» Task details:
Within the records below, filter for lines carrying the word "const" and copy them.

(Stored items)

________________________

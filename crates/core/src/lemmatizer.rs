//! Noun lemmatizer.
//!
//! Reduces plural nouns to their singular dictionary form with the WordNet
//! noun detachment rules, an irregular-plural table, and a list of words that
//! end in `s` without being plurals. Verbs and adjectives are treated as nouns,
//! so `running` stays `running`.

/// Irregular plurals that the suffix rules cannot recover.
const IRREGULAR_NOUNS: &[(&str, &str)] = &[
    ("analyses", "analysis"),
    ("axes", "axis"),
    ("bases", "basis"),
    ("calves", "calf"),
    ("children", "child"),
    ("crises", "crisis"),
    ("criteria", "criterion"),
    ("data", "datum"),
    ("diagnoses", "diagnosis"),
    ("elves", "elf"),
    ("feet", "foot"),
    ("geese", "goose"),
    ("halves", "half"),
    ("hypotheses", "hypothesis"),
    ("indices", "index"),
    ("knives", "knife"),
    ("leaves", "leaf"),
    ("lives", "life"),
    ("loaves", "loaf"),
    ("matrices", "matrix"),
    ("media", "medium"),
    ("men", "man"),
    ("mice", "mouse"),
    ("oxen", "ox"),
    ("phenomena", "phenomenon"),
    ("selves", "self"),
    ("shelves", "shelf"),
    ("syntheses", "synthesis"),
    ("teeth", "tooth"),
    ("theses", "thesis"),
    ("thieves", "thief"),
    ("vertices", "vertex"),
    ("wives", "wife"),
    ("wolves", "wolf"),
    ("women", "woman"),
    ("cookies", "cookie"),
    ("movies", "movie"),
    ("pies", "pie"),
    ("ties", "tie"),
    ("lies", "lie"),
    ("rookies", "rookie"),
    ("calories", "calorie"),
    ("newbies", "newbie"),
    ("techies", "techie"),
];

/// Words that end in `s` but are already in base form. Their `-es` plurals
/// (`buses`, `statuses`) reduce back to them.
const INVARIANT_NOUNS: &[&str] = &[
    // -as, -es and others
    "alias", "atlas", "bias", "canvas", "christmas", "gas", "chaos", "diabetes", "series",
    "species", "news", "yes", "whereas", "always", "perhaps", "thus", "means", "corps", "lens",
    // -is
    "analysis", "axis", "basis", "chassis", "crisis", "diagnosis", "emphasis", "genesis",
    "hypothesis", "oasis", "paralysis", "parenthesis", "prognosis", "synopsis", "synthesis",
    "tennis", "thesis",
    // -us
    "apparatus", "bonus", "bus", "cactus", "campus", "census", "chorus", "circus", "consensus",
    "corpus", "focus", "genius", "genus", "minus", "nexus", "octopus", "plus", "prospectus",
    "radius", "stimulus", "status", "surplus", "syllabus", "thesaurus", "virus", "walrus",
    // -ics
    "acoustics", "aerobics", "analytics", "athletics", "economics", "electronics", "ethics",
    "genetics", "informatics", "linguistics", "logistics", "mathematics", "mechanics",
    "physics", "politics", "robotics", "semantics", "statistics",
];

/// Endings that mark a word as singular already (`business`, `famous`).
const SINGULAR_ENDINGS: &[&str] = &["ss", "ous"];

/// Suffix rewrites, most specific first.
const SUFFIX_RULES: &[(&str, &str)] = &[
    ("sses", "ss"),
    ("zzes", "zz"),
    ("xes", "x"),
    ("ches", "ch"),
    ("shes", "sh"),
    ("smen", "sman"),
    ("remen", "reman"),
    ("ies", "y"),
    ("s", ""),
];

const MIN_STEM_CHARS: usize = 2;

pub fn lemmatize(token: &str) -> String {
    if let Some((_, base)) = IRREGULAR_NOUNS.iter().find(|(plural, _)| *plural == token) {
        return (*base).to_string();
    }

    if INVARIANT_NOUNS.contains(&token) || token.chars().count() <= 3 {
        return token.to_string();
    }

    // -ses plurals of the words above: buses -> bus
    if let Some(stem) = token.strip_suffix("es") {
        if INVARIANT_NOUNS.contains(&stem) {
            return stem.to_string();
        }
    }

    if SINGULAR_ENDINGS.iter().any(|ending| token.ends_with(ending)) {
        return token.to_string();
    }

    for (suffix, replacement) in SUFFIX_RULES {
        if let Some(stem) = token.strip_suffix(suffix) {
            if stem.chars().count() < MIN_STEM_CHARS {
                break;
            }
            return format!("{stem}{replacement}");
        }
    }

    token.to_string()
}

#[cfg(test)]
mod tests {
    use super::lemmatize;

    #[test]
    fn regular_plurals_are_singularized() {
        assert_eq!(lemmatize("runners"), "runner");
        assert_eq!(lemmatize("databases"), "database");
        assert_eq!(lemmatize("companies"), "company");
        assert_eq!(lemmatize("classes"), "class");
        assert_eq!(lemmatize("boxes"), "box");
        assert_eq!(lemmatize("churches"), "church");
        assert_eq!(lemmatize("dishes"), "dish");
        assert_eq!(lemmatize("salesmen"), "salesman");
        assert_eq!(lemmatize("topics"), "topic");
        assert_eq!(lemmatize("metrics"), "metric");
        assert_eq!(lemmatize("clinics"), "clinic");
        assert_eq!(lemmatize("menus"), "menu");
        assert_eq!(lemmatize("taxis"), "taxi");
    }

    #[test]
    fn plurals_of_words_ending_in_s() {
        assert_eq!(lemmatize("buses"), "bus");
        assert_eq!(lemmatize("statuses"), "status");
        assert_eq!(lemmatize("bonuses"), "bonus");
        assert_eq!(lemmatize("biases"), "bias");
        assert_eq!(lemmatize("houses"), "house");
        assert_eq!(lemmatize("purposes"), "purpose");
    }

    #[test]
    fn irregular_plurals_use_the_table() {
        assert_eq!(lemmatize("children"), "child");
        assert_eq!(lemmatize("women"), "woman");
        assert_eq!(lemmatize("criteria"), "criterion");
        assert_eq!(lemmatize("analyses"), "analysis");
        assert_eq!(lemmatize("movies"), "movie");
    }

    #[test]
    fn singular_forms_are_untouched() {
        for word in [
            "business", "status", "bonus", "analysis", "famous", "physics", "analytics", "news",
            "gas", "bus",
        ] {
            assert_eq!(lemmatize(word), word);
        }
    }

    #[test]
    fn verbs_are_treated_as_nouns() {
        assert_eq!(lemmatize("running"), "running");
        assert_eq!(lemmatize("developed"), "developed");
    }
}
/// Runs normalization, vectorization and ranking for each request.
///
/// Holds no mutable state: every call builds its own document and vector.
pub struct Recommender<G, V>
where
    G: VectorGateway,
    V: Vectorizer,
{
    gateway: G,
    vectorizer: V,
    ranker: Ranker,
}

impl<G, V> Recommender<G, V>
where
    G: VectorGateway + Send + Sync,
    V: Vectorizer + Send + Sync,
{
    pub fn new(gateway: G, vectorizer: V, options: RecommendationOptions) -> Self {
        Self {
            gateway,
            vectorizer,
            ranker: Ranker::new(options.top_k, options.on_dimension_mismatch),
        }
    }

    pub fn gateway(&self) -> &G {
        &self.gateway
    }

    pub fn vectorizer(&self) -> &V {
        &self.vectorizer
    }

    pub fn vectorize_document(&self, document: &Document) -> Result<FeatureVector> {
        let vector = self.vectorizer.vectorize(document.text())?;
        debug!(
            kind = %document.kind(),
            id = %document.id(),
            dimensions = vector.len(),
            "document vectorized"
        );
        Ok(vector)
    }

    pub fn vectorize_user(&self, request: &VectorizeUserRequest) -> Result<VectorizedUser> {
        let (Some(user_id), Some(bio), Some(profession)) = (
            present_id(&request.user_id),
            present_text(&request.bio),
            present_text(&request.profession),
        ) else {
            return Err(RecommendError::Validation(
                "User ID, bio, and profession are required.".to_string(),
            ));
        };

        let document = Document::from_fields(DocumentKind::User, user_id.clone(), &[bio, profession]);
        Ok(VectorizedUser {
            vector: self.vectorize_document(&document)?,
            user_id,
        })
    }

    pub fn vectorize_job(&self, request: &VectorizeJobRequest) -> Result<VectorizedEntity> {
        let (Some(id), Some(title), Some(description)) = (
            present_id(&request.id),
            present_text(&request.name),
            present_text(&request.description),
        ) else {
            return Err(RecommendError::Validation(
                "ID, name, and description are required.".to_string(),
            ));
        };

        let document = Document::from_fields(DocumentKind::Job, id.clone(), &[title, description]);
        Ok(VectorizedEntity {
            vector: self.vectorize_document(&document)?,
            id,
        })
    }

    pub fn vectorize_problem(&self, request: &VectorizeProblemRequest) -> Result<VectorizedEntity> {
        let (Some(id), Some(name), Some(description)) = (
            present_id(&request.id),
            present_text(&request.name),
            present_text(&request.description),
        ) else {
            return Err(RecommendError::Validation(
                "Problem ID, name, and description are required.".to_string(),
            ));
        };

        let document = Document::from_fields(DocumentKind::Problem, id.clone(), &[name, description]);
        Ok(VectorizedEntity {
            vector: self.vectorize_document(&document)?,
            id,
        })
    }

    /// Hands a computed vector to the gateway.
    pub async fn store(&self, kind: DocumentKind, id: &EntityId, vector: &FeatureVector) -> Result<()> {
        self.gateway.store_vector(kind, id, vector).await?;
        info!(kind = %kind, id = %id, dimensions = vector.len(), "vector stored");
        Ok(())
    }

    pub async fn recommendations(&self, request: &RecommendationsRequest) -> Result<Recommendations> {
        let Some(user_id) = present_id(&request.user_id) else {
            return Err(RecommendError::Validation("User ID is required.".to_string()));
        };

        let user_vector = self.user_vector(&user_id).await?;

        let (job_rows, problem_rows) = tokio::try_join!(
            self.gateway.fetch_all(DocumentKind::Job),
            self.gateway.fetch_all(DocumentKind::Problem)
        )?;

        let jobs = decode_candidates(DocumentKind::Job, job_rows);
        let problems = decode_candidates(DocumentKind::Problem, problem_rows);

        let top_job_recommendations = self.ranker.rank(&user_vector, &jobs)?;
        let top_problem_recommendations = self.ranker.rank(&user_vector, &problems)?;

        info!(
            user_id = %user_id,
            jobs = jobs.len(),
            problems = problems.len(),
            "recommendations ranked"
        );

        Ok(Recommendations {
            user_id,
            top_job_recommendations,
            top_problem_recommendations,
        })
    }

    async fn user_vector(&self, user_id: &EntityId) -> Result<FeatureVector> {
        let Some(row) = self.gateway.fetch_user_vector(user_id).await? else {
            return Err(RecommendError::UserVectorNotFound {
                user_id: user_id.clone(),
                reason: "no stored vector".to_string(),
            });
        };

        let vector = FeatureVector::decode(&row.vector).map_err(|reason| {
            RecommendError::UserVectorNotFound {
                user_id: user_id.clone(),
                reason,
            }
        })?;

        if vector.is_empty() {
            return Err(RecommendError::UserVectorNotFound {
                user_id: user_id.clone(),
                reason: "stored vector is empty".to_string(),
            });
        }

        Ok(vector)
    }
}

________________________

» Response below:
const IRREGULAR_NOUNS: &[(&str, &str)] = &[
const INVARIANT_NOUNS: &[&str] = &[
const SINGULAR_ENDINGS: &[&str] = &["ss", "ous"];
const SUFFIX_RULES: &[(&str, &str)] = &[
const MIN_STEM_CHARS: usize = 2;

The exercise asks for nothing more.